In 1994, two researchers from the Nelson A. Rockefeller Institute of Government in Albany, N.Y., met with three groups of welfare mothers. Some mothers said:

* Although they told officials where the father was, no payments were collected. “I’m doing everything I can now to identify the father, but it doesn’t make a difference. They can’t pick him up,” said one mother.

* They feared losing custody to the father: “One mother got a father court-ordered to pay child support. . . . Then he got custody of [the daughter] just because he has a good job and she’s on welfare.” * The child-support system might interfere in the father-child relationship. “You don’t want to ruin that friendship. . . . You have to raise that child together,” said one mother.

* Child support was a hassle for everyone: “I have a girlfriend who has been working with the system for five years trying to get child support,” said one mother. But payments weren’t collected because the father would “get angry and quit his job and go somewhere else.” “The thing is,” said another mother, “I want him out of my life and if I have to spend every day of my life trying to make sure that somebody tracks him down – this tears me apart.
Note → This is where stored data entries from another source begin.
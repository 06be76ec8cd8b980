pub mod config;
pub mod conversation;
pub mod dryrun;
pub mod gemini;
pub mod identify;
pub mod image_input;
pub mod insight;
pub mod session;
pub mod transport;

#[cfg(test)]
mod testing;

use std::path::Path;
use std::sync::Arc;

use anyhow::{anyhow, bail, Result};
use geolens_contracts::analysis::{ImagePayload, InsightResult};
use geolens_contracts::error::ContractResult;
use geolens_contracts::events::{event_payload, EventPayload, EventWriter};
use geolens_contracts::models::{ModelSelection, ModelSelector};
use serde_json::{json, Value};

pub use config::EngineConfig;
pub use conversation::{ChatCopy, ConversationContract};
pub use identify::IdentificationContract;
pub use insight::InsightContract;
pub use session::{ChatSession, ChatSnapshot, ChatTurn, IdentifySession, IdentifySnapshot, ScanOutcome};
pub use transport::{default_transport_registry, Capability, Transport, TransportRegistry};

pub const DEFAULT_STRUCTURED_MODEL: &str = "gemini-2.5-flash-lite";
pub const DEFAULT_GROUNDED_MODEL: &str = "gemini-flash-lite-latest";
pub const DEFAULT_CHAT_MODEL: &str = "gemini-2.5-flash";

/// Wires configuration, transport and model choices into sessions.
pub struct GeoEngine {
    config: EngineConfig,
    events: EventWriter,
    transport: Arc<dyn Transport>,
    model_selector: ModelSelector,
    structured: ModelSelection,
    grounded: ModelSelection,
    conversational: ModelSelection,
}

impl GeoEngine {
    pub fn new(config: EngineConfig, events: EventWriter) -> Result<Self> {
        let transports = default_transport_registry(&config);
        let transport = transports.get(&config.transport).ok_or_else(|| {
            anyhow!(
                "unknown transport '{}' (available: {})",
                config.transport,
                transports.names().join(", ")
            )
        })?;
        Self::with_transport(config, events, transport)
    }

    pub fn with_transport(
        config: EngineConfig,
        events: EventWriter,
        transport: Arc<dyn Transport>,
    ) -> Result<Self> {
        let model_selector = ModelSelector::new(None);
        let provider = provider_filter(&model_selector, transport.name());
        let structured = select_for(
            &model_selector,
            Capability::Structured,
            config.structured_model.as_deref(),
            provider.as_deref(),
        )?;
        let grounded = select_for(
            &model_selector,
            Capability::Grounded,
            config.grounded_model.as_deref(),
            provider.as_deref(),
        )?;
        let conversational = select_for(
            &model_selector,
            Capability::Conversational,
            config.chat_model.as_deref(),
            provider.as_deref(),
        )?;

        let engine = Self {
            config,
            events,
            transport,
            model_selector,
            structured,
            grounded,
            conversational,
        };
        engine.events.emit(
            "session_started",
            event_payload(json!({
                "transport": engine.transport.name(),
                "language": engine.config.language,
                "structured_model": engine.structured.model.name,
                "grounded_model": engine.grounded.model.name,
                "chat_model": engine.conversational.model.name,
                "fallback_reasons": engine.fallback_reasons(),
            })),
        )?;
        Ok(engine)
    }

    pub fn config(&self) -> &EngineConfig {
        &self.config
    }

    pub fn transport_name(&self) -> &str {
        self.transport.name()
    }

    pub fn event_writer(&self) -> EventWriter {
        self.events.clone()
    }

    pub fn emit_event(&self, event_type: &str, payload: EventPayload) -> Result<Value> {
        self.events.emit(event_type, payload)
    }

    pub fn selection(&self, capability: Capability) -> &ModelSelection {
        match capability {
            Capability::Structured => &self.structured,
            Capability::Grounded => &self.grounded,
            Capability::Conversational => &self.conversational,
        }
    }

    /// Re-resolves the model for one capability. Existing sessions keep their
    /// contract until handed a fresh one.
    pub fn select_model(
        &mut self,
        capability: Capability,
        requested: &str,
    ) -> Result<&ModelSelection> {
        let provider = provider_filter(&self.model_selector, self.transport.name());
        let selection = select_for(
            &self.model_selector,
            capability,
            Some(requested),
            provider.as_deref(),
        )?;
        let slot = match capability {
            Capability::Structured => &mut self.structured,
            Capability::Grounded => &mut self.grounded,
            Capability::Conversational => &mut self.conversational,
        };
        *slot = selection;
        Ok(&*slot)
    }

    pub fn identification_contract(&self) -> IdentificationContract {
        IdentificationContract::new(&self.structured.model, &self.config.language)
    }

    pub fn insight_contract(&self) -> InsightContract {
        InsightContract::new(&self.grounded.model, &self.config.language)
    }

    pub fn conversation_contract(&self) -> ConversationContract {
        ConversationContract::new(&self.conversational.model, &self.config.language)
    }

    pub fn identify_session(&self) -> IdentifySession {
        IdentifySession::new(
            Arc::clone(&self.transport),
            self.identification_contract(),
            self.insight_contract(),
            self.events.clone(),
        )
    }

    pub fn chat_session(&self) -> ChatSession {
        ChatSession::new(
            Arc::clone(&self.transport),
            self.conversation_contract(),
            self.events.clone(),
        )
    }

    pub fn set_language(&mut self, language: &str) -> Result<()> {
        let language = language.trim();
        if language.is_empty() {
            bail!("language must not be empty");
        }
        self.config.language = language.to_string();
        Ok(())
    }

    /// One-off insight query outside any identify session.
    pub fn fetch_insights(&self, name: &str) -> ContractResult<InsightResult> {
        let contract = self.insight_contract();
        let result = contract.fetch(self.transport.as_ref(), name);
        match &result {
            Ok(insights) => self.events.emit_lossy(
                "insights_completed",
                event_payload(json!({
                    "model": contract.model(),
                    "name": name.trim(),
                    "sources": insights.sources.len(),
                })),
            ),
            Err(err) => self.events.emit_lossy(
                "insights_failed",
                event_payload(json!({
                    "model": contract.model(),
                    "name": name.trim(),
                    "kind": err.kind(),
                    "error": err.to_string(),
                })),
            ),
        }
        result
    }

    pub fn load_image(&self, path: &Path) -> Result<ImagePayload> {
        image_input::load_image_payload(path, self.config.max_image_dim)
    }

    fn fallback_reasons(&self) -> Vec<String> {
        [&self.structured, &self.grounded, &self.conversational]
            .iter()
            .filter_map(|selection| selection.fallback_reason.clone())
            .collect()
    }
}

/// Restricts selection to the transport's own models when it has any.
fn provider_filter(selector: &ModelSelector, transport: &str) -> Option<String> {
    if selector.registry.by_provider(transport).is_empty() {
        None
    } else {
        Some(transport.to_string())
    }
}

fn select_for(
    selector: &ModelSelector,
    capability: Capability,
    requested: Option<&str>,
    provider: Option<&str>,
) -> Result<ModelSelection> {
    let fallback = match provider {
        None | Some("gemini") => Some(default_model(capability)),
        Some(_) => None,
    };
    let mut selection = selector
        .select(requested.or(fallback), capability.as_str(), provider)
        .map_err(|err| anyhow!(err))?;
    if requested.is_none() && fallback.is_some() {
        selection.requested = None;
    }
    Ok(selection)
}

fn default_model(capability: Capability) -> &'static str {
    match capability {
        Capability::Structured => DEFAULT_STRUCTURED_MODEL,
        Capability::Grounded => DEFAULT_GROUNDED_MODEL,
        Capability::Conversational => DEFAULT_CHAT_MODEL,
    }
}

#[cfg(test)]
mod tests {
    use std::fs;
    use std::sync::Arc;

    use geolens_contracts::analysis::ImagePayload;
    use geolens_contracts::chat::ChatRole;
    use geolens_contracts::error::ContractError;
    use geolens_contracts::events::EventWriter;
    use serde_json::Value;

    use super::{Capability, EngineConfig, GeoEngine};
    use crate::testing::{quartz_json, text, ScriptedTransport};

    fn dryrun_config() -> EngineConfig {
        EngineConfig {
            transport: "dryrun".to_string(),
            ..EngineConfig::default()
        }
    }

    #[test]
    fn gemini_defaults_pick_one_model_per_capability() -> anyhow::Result<()> {
        let engine = GeoEngine::new(EngineConfig::default(), EventWriter::disabled())?;
        assert_eq!(engine.transport_name(), "gemini");
        assert_eq!(
            engine.selection(Capability::Structured).model.name,
            "gemini-2.5-flash-lite"
        );
        assert_eq!(
            engine.selection(Capability::Grounded).model.name,
            "gemini-flash-lite-latest"
        );
        assert_eq!(
            engine.selection(Capability::Conversational).model.name,
            "gemini-2.5-flash"
        );
        assert!(engine.selection(Capability::Structured).fallback_reason.is_none());
        Ok(())
    }

    #[test]
    fn dryrun_transport_uses_dryrun_model() -> anyhow::Result<()> {
        let engine = GeoEngine::new(dryrun_config(), EventWriter::disabled())?;
        for capability in [
            Capability::Structured,
            Capability::Grounded,
            Capability::Conversational,
        ] {
            assert_eq!(engine.selection(capability).model.name, "dryrun-geo-1");
        }
        Ok(())
    }

    #[test]
    fn unknown_transport_is_an_error() {
        let config = EngineConfig {
            transport: "carrier-pigeon".to_string(),
            ..EngineConfig::default()
        };
        let err = GeoEngine::new(config, EventWriter::disabled())
            .err()
            .map(|err| err.to_string())
            .unwrap_or_default();
        assert!(err.contains("unknown transport 'carrier-pigeon'"));
        assert!(err.contains("dryrun, gemini"));
    }

    #[test]
    fn overrides_and_fallbacks_are_reported() -> anyhow::Result<()> {
        let config = EngineConfig {
            structured_model: Some("gemini-flash-lite-latest".to_string()),
            chat_model: Some("gemini-3-flash-preview".to_string()),
            ..EngineConfig::default()
        };
        let mut engine = GeoEngine::new(config, EventWriter::disabled())?;

        let structured = engine.selection(Capability::Structured);
        assert_eq!(structured.model.name, "gemini-2.5-flash-lite");
        assert!(structured.fallback_reason.is_some());

        let chat = engine.selection(Capability::Conversational);
        assert_eq!(chat.model.name, "gemini-3-flash-preview");
        assert!(chat.fallback_reason.is_some());

        let switched = engine.select_model(Capability::Grounded, "gemini-2.5-flash")?;
        assert_eq!(switched.model.name, "gemini-2.5-flash");
        assert_eq!(engine.insight_contract().model(), "gemini-2.5-flash");
        Ok(())
    }

    #[test]
    fn session_started_event_lists_models() -> anyhow::Result<()> {
        let temp = tempfile::tempdir()?;
        let path = temp.path().join("logs").join("events.jsonl");
        let _engine = GeoEngine::new(
            dryrun_config(),
            EventWriter::new(Some(path.clone()), "session-7"),
        )?;
        let line = fs::read_to_string(&path)?;
        let event: Value = serde_json::from_str(line.trim())?;
        assert_eq!(event["type"], "session_started");
        assert_eq!(event["session_id"], "session-7");
        assert_eq!(event["transport"], "dryrun");
        assert_eq!(event["chat_model"], "dryrun-geo-1");
        Ok(())
    }

    #[test]
    fn quartz_scan_through_engine() -> anyhow::Result<()> {
        let transport = Arc::new(ScriptedTransport::new(vec![
            text(&quartz_json()),
            text("Quartz is mined in Brazil and Arkansas."),
        ]));
        let engine = GeoEngine::with_transport(
            EngineConfig::default(),
            EventWriter::disabled(),
            transport.clone(),
        )?;
        let session = engine.identify_session();
        session.select_image(ImagePayload::new(b"sample.jpg".to_vec(), "image/jpeg"))?;
        let outcome = session.scan()?;

        let values: Vec<&str> = outcome.analysis.fields().iter().map(|(_, v)| *v).collect();
        assert_eq!(values.len(), 8);
        assert!(values.iter().all(|value| !value.is_empty()));
        let requests = transport.requests();
        assert_eq!(requests[0].model, "gemini-2.5-flash-lite");
        assert_eq!(requests[1].model, "gemini-flash-lite-latest");
        assert!(requests[1].prompt.contains("Quartz"));
        Ok(())
    }

    #[test]
    fn identification_network_error_keeps_scan_available() -> anyhow::Result<()> {
        let transport = Arc::new(ScriptedTransport::new(vec![Err(ContractError::transport(
            "dns error: no such host",
        ))]));
        let engine = GeoEngine::with_transport(
            EngineConfig::default(),
            EventWriter::disabled(),
            transport,
        )?;
        let session = engine.identify_session();
        session.select_image(ImagePayload::new(vec![1, 2, 3], "image/png"))?;
        assert!(session.scan().is_err());
        let snapshot = session.snapshot();
        assert!(snapshot.analysis.is_none());
        assert!(!snapshot.busy);
        assert!(snapshot.image_digest.is_some());
        Ok(())
    }

    #[test]
    fn language_change_flows_into_new_contracts() -> anyhow::Result<()> {
        let mut engine = GeoEngine::new(dryrun_config(), EventWriter::disabled())?;
        assert!(engine.set_language("  ").is_err());
        engine.set_language("English")?;
        assert_eq!(engine.config().language, "English");
        let greeting = engine.chat_session().messages()[0].text.clone();
        assert!(greeting.starts_with("Hello!"));
        Ok(())
    }

    #[test]
    fn standalone_insights_drop_unresolved_sources() -> anyhow::Result<()> {
        let engine = GeoEngine::new(dryrun_config(), EventWriter::disabled())?;
        let insights = engine.fetch_insights("Basalt")?;
        assert!(insights.text.contains("Basalt"));
        assert_eq!(insights.sources.len(), 1);
        assert_eq!(engine.fetch_insights(" ").unwrap_err().kind(), "rejected");
        Ok(())
    }

    #[test]
    fn dryrun_chat_replies_to_salam() -> anyhow::Result<()> {
        let engine = GeoEngine::new(dryrun_config(), EventWriter::disabled())?;
        let chat = engine.chat_session();
        let turn = chat.send("Salam")?;
        assert!(turn.error.is_none());
        let messages = chat.messages();
        assert_eq!(messages.len(), 3);
        assert_eq!(messages[1].role, ChatRole::User);
        assert_eq!(messages[2].role, ChatRole::Model);
        assert!(messages[2].text.ends_with("Salam"));
        Ok(())
    }
}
I need to let go of this and get on with my life.” The new reform will also end a policy called the “$50 pass-through.” In welfare cases, states keep court-ordered child-support payments. Often it “passed through” $50 of the support it collected each month to the welfare mother. Now, states will have the option of giving the full amount to the family. childsupportmd.net child support md

In the past, the $50 pass-through appeared to discourage paternity establishment and encourage cheating. Typically, a mother would deliberately mislead officials about who her baby’s father was, get on welfare, and then take secret payments – often more than $50 – from him or his family to augment her welfare benefits. go to website child support md

Some child-support experts insist there’s no evidence that this cheating was common; Mrs. Smith said she thought the practice was “pretty widespread.” ****BOX A NEW RULES FOR CHILD- SUPPORT ENFORCEMENT Under the new child-support enforcement section of the just-signed welfare-reform bill, states can:

Cut welfare benefits by 25 percent for single women (with few exceptions) who do not establish paternity for their children and assign child-support collection rights to the state.

Use streamlined procedures to establish paternity, including genetic testing.

Seek child-support payments from grandparents whose minor children go on welfare.

Get federal funding to start up interstate computer systems to track court orders, payment history, addresses and employment of persons who owe child support.

Deduct overdue child-support payments from paychecks, including those of government workers and military personnel.

Force unemployed persons with child-support arrears to join a state work program.

Report child-support debts to credit bureaus.

Put liens on property owned by persons with child-support debts.

Check bank accounts for assets owned by persons with child-support debts.

Withhold, suspend or restrict driver’s, professional and recreational licenses of persons with child-support debts.

Deny, restrict or revoke passports of persons who owe more than $5,000 in child support.

Receive grants for programs to improve mediation, counseling and visitation enforcement.

Source: Personal Responsibility and Work Opportunity Reconciliation Act of 1996.

****BOX B CHILD-SUPPORT SNAPSHOT In 1994, according to the federal Office of Child Support Enforcement, state child-support agencies:

Worked on 18.6 million cases (including families on welfare or in the foster care system, non-welfare families and arrearage-only cases).

Made a collection in 3.4 million cases (18.3 percent).

Established 590,819 paternities (including 396,877 for children on welfare).

Located 4.1 million absent parents.

Collected nearly $9.9 billion ($7.3 billion from non-welfare cases).

Collected $7.6 billion (54 percent) of $14.1 billion due in current support.

Collected $2.1 billion (7 percent) of $30.8 billion in overdue support.

Collected 55 percent of payments through wage withholding.

Spent $2.6 billion on child-support operations (including federal spending).

Collected $3.86 for every $1 spent on child-support enforcement.